● Records for the task
○ ○ ○ ○

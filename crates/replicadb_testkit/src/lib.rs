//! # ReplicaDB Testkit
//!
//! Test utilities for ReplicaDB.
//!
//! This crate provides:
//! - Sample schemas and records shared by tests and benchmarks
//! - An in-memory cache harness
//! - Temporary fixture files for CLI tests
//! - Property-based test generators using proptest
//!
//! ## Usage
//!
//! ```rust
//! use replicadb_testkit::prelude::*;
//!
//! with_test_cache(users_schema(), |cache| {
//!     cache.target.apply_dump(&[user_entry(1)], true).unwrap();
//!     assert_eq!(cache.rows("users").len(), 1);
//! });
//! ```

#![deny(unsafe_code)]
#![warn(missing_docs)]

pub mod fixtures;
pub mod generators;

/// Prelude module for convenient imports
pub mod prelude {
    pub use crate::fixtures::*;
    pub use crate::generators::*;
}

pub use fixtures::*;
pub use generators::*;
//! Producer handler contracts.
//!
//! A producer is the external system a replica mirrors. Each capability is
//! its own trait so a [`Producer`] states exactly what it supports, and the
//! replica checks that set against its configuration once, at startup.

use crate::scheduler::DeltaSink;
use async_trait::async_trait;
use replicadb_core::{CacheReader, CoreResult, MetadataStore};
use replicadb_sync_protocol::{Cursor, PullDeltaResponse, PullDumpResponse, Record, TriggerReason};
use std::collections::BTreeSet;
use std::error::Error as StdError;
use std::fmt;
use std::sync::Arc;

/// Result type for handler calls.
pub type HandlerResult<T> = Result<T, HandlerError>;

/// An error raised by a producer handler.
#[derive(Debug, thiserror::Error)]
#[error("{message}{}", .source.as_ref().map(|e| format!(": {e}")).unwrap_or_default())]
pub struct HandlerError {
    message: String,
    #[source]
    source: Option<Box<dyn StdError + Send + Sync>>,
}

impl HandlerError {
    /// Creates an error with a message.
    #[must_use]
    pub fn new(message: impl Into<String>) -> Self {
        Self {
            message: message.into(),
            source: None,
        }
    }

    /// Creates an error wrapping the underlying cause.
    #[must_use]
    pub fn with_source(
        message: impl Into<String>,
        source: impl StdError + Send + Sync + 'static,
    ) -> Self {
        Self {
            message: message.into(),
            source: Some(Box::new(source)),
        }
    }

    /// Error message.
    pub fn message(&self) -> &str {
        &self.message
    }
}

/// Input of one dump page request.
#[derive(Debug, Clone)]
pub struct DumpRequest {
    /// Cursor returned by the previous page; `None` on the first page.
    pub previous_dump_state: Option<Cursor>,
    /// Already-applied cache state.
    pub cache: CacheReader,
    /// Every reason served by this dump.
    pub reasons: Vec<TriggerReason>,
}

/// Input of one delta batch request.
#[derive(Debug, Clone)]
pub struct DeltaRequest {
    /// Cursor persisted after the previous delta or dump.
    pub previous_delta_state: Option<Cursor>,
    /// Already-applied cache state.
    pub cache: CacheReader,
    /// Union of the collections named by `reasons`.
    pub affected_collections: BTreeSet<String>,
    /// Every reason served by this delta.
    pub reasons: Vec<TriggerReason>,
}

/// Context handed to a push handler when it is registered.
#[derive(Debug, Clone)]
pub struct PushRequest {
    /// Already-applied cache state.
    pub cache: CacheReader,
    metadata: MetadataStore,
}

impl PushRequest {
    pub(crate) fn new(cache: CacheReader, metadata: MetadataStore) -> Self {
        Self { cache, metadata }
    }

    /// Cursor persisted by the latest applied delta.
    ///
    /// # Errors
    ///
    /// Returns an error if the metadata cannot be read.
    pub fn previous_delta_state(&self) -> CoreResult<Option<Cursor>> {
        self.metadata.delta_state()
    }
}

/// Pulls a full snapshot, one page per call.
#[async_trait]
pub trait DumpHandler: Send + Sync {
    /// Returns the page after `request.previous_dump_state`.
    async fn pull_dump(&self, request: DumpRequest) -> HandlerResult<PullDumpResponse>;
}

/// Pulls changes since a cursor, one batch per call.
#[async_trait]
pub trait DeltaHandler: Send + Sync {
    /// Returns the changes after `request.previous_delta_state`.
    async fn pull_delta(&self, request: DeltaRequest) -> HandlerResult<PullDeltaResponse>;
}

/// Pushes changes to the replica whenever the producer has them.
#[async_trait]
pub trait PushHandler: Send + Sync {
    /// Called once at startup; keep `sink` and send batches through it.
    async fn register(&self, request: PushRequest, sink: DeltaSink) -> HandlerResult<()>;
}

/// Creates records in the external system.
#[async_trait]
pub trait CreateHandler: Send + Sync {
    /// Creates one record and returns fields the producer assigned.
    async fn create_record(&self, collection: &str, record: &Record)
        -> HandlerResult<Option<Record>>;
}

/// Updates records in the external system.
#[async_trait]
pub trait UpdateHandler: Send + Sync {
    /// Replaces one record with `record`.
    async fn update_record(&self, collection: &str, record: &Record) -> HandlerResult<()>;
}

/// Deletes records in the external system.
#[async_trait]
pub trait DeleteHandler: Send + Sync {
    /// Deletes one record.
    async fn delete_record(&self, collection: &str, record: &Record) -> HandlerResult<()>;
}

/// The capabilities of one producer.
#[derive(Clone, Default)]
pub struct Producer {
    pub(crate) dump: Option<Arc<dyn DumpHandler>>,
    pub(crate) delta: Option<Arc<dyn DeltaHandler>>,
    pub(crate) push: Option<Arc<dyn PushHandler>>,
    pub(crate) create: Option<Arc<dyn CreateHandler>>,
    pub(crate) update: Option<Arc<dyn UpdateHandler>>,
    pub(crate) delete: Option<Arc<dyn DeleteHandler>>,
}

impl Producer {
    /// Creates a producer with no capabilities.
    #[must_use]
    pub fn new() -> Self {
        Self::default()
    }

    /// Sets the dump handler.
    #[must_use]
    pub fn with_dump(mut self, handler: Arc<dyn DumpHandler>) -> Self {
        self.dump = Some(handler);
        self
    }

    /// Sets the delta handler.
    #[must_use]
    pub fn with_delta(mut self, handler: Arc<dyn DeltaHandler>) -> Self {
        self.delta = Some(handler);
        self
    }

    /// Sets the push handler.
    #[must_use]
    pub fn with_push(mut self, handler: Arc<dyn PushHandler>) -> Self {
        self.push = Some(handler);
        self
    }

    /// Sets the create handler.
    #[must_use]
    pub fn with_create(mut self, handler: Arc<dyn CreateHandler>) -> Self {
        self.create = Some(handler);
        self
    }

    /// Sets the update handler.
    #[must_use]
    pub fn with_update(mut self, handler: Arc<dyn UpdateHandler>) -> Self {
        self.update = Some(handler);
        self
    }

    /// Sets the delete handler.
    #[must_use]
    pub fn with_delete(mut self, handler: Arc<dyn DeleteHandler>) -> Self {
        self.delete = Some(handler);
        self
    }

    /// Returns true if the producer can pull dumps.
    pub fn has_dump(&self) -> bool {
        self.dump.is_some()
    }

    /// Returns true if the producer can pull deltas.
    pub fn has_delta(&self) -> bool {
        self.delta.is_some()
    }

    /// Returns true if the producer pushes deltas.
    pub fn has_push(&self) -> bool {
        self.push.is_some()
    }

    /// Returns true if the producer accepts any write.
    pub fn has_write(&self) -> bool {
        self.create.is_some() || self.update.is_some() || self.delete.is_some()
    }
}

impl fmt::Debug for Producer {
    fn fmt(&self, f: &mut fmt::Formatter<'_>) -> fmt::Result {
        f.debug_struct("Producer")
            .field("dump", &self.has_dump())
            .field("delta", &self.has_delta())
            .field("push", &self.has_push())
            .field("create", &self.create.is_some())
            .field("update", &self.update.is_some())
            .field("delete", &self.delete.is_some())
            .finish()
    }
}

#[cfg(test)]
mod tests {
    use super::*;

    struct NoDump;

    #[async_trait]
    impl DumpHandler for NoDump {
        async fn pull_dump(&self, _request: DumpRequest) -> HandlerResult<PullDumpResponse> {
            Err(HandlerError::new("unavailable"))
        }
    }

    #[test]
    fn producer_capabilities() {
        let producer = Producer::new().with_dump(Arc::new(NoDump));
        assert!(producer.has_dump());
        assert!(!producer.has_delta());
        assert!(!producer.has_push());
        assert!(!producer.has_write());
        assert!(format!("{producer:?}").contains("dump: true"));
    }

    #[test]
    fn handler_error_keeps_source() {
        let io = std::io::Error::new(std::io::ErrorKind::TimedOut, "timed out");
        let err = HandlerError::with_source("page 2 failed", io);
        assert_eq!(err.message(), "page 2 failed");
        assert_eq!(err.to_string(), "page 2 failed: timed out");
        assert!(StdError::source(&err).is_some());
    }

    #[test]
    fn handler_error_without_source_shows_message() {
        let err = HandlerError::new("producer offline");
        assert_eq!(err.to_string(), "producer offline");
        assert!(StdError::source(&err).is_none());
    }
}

○ ○ ○ ○

● Activity
All lines in the records above that contain "HandlerResult" are to be reported.

● Answer for the task
pub type HandlerResult<T> = Result<T, HandlerError>;
    async fn pull_dump(&self, request: DumpRequest) -> HandlerResult<PullDumpResponse>;
    async fn pull_delta(&self, request: DeltaRequest) -> HandlerResult<PullDeltaResponse>;
    async fn register(&self, request: PushRequest, sink: DeltaSink) -> HandlerResult<()>;
        -> HandlerResult<Option<Record>>;
    async fn update_record(&self, collection: &str, record: &Record) -> HandlerResult<()>;
    async fn delete_record(&self, collection: &str, record: &Record) -> HandlerResult<()>;
        async fn pull_dump(&self, _request: DumpRequest) -> HandlerResult<PullDumpResponse> {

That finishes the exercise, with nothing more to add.